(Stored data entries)
Start of Block
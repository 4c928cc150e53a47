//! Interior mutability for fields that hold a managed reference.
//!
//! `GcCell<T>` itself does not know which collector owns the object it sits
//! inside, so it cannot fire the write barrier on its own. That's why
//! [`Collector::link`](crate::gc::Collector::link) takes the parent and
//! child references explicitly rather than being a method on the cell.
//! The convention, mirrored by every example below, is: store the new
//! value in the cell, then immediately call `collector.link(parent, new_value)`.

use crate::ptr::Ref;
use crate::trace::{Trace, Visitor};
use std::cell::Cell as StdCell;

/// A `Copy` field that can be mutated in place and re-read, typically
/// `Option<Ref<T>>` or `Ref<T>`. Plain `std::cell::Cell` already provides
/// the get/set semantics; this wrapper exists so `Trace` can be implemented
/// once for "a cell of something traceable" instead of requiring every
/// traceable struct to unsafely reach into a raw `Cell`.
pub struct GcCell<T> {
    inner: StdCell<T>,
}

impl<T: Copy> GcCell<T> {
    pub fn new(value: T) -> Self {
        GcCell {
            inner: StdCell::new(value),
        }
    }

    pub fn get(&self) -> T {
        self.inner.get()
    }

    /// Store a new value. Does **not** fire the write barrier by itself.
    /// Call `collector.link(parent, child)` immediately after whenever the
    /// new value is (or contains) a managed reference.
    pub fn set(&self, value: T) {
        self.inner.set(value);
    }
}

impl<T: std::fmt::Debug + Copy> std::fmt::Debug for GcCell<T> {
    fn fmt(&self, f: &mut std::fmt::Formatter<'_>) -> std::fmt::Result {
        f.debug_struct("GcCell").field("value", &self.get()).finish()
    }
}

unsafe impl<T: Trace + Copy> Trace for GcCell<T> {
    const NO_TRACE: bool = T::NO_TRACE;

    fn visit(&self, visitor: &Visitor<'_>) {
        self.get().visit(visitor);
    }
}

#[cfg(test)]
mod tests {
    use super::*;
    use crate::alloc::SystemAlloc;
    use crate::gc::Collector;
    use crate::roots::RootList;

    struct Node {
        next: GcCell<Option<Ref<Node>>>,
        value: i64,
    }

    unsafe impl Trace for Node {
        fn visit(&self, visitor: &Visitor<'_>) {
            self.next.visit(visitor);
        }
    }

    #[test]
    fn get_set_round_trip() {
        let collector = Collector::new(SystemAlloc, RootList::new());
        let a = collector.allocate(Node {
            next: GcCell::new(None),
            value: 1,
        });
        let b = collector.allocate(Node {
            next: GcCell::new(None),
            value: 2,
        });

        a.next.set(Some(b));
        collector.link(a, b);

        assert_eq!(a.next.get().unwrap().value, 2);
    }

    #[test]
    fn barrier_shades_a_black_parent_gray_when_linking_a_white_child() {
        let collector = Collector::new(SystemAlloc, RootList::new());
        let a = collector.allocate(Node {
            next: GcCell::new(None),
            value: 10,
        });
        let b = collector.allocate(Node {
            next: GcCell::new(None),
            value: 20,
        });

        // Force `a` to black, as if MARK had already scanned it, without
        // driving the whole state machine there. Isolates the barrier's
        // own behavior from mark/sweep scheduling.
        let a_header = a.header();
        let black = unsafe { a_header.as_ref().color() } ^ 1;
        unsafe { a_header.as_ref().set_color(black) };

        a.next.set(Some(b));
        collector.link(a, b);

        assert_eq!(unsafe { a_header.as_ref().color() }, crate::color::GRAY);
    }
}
End of Block
Start of Block
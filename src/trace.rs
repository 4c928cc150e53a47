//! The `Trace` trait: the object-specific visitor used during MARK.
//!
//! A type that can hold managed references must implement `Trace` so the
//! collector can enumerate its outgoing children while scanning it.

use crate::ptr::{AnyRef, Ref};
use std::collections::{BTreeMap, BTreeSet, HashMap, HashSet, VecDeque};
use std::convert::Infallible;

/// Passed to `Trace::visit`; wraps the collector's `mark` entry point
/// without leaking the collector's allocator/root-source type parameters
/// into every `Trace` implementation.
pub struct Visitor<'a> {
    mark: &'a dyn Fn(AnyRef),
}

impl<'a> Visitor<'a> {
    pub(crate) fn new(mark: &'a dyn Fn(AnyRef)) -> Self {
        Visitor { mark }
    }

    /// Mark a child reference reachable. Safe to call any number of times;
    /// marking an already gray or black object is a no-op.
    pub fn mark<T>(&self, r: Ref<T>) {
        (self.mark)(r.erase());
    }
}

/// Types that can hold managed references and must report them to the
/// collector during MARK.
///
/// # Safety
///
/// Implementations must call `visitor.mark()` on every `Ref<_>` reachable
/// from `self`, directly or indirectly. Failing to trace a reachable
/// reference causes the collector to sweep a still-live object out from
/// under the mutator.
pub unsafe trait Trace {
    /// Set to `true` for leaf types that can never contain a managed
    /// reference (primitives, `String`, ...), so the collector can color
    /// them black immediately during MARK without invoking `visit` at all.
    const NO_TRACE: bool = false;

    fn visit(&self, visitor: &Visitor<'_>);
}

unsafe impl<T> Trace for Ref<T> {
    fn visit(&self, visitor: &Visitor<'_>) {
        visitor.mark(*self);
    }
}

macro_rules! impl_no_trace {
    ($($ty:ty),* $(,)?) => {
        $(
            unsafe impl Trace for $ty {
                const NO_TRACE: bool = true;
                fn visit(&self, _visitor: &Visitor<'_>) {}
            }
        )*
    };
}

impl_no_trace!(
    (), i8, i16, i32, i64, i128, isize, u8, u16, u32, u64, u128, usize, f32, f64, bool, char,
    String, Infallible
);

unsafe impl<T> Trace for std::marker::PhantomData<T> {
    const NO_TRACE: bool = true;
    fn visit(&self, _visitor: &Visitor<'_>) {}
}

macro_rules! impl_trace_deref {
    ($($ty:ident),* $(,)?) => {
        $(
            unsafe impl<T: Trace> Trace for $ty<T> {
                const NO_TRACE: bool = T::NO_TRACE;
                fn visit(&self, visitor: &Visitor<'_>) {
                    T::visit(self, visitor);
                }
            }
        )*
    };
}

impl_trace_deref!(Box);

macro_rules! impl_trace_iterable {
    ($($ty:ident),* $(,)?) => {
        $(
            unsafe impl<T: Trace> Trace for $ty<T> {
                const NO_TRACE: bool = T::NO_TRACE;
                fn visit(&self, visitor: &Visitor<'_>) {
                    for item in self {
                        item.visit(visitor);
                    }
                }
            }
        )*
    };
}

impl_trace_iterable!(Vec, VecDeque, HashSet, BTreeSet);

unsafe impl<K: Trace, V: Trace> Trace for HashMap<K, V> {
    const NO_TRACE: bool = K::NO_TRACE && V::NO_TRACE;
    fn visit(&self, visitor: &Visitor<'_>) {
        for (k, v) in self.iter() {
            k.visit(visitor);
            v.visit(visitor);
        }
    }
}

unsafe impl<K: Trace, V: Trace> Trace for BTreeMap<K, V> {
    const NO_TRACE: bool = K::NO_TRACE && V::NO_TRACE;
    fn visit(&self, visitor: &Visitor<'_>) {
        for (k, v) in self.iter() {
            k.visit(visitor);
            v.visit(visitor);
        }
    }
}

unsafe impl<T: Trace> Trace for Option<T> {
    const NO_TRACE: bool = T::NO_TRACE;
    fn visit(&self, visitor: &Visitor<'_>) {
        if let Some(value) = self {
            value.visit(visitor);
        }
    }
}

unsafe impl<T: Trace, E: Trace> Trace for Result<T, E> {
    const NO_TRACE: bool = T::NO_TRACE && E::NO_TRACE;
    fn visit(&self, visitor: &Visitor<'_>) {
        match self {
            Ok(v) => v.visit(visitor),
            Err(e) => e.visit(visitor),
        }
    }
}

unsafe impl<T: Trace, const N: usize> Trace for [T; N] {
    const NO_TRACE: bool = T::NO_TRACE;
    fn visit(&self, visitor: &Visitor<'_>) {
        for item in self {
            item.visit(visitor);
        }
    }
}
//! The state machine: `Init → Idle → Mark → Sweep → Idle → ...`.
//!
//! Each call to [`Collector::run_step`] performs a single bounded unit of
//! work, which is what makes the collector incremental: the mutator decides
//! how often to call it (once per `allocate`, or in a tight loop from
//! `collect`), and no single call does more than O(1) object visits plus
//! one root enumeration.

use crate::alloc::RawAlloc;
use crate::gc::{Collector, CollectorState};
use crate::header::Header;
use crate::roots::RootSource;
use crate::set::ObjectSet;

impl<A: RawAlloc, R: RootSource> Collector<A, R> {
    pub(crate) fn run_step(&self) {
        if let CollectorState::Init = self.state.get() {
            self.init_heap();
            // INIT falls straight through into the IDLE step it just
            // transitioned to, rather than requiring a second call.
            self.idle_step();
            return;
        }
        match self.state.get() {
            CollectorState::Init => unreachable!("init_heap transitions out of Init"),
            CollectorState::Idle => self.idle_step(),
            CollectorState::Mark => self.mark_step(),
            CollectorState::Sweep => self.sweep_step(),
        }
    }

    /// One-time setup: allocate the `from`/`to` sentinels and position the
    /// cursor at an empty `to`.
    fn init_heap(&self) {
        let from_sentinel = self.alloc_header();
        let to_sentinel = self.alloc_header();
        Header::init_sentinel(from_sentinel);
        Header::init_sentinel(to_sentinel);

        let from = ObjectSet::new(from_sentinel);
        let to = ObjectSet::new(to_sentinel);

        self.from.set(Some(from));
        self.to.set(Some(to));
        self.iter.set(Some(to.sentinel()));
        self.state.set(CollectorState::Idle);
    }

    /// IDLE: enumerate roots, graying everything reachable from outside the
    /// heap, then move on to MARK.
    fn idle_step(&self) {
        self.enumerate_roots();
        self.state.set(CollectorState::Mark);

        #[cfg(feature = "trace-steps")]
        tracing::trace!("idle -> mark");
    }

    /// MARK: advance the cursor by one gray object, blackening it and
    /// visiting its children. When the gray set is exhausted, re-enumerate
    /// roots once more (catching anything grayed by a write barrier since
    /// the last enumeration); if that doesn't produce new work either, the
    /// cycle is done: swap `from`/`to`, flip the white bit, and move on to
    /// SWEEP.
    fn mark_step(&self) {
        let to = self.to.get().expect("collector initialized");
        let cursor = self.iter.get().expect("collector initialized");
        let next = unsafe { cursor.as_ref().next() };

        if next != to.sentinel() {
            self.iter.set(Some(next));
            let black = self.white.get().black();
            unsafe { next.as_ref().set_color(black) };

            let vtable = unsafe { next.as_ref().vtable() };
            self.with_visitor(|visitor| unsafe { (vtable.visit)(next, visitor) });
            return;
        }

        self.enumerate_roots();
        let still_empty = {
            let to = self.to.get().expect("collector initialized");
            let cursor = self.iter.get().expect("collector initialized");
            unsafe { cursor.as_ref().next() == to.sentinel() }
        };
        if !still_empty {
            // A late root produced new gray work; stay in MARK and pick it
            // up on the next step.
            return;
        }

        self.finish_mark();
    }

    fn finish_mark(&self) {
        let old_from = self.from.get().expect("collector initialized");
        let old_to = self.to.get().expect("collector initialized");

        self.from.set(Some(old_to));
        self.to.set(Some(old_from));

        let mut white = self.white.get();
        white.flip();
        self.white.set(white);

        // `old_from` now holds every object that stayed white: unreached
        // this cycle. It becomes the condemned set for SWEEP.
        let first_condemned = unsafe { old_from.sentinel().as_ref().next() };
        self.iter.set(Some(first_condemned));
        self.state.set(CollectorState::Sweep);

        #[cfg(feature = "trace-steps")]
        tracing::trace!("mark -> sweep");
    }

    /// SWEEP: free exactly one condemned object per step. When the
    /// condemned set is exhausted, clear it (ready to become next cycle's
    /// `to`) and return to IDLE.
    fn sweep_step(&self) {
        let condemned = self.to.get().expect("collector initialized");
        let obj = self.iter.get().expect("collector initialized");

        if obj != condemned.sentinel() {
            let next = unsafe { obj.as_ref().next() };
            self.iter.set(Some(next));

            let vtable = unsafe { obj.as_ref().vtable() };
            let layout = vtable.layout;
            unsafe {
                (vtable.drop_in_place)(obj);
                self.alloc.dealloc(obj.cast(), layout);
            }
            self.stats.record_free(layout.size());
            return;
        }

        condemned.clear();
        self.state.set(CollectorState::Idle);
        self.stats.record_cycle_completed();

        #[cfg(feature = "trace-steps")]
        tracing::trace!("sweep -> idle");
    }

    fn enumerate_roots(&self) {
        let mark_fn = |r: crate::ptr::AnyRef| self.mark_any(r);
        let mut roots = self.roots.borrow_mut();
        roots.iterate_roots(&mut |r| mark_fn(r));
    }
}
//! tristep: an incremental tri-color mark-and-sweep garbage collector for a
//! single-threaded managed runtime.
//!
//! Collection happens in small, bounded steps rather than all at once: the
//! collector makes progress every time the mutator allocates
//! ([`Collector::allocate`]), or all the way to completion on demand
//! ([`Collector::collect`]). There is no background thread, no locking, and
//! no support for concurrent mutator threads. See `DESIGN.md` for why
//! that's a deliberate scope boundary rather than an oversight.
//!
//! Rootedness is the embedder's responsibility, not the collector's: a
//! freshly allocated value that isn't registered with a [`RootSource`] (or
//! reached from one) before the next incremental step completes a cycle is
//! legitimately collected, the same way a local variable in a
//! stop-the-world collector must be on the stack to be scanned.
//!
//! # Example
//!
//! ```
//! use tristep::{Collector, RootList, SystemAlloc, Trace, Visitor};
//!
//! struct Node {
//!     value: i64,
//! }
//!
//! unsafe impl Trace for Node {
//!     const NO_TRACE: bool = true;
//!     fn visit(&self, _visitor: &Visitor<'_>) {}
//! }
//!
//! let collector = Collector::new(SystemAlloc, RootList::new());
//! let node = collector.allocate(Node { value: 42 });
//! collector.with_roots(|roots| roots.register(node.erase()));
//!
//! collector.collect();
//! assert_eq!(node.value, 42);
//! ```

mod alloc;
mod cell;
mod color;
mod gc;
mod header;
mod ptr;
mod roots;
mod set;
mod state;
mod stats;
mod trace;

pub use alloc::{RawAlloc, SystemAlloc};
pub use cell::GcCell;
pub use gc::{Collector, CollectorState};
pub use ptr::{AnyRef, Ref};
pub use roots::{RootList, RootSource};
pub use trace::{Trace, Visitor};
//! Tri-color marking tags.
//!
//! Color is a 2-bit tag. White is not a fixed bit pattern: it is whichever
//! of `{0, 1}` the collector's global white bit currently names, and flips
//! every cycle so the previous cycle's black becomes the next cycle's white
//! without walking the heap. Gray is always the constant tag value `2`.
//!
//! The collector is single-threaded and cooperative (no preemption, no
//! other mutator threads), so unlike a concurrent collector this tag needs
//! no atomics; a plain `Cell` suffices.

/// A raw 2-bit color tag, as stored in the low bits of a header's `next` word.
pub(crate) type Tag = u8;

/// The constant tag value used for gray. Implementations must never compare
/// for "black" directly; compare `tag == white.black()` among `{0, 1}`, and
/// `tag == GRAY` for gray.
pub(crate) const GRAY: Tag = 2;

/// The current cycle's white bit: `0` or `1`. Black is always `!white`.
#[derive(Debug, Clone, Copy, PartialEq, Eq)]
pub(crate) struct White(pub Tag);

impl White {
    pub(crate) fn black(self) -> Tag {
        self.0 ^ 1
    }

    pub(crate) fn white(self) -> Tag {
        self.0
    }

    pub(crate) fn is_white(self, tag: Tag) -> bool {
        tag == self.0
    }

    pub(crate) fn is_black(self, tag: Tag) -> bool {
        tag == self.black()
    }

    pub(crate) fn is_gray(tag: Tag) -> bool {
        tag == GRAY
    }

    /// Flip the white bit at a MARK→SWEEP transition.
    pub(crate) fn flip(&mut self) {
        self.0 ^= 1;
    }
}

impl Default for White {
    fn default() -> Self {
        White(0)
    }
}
End of Block
▶ **INSTRUCTIONS FOR THE TASK**: From the records above, show each line that contains the word "becomes".

▶ **OUTPUT FOR THIS EXERCISE**:
        // this cycle. It becomes the condemned set for SWEEP.
//! every cycle so the previous cycle's black becomes the next cycle's white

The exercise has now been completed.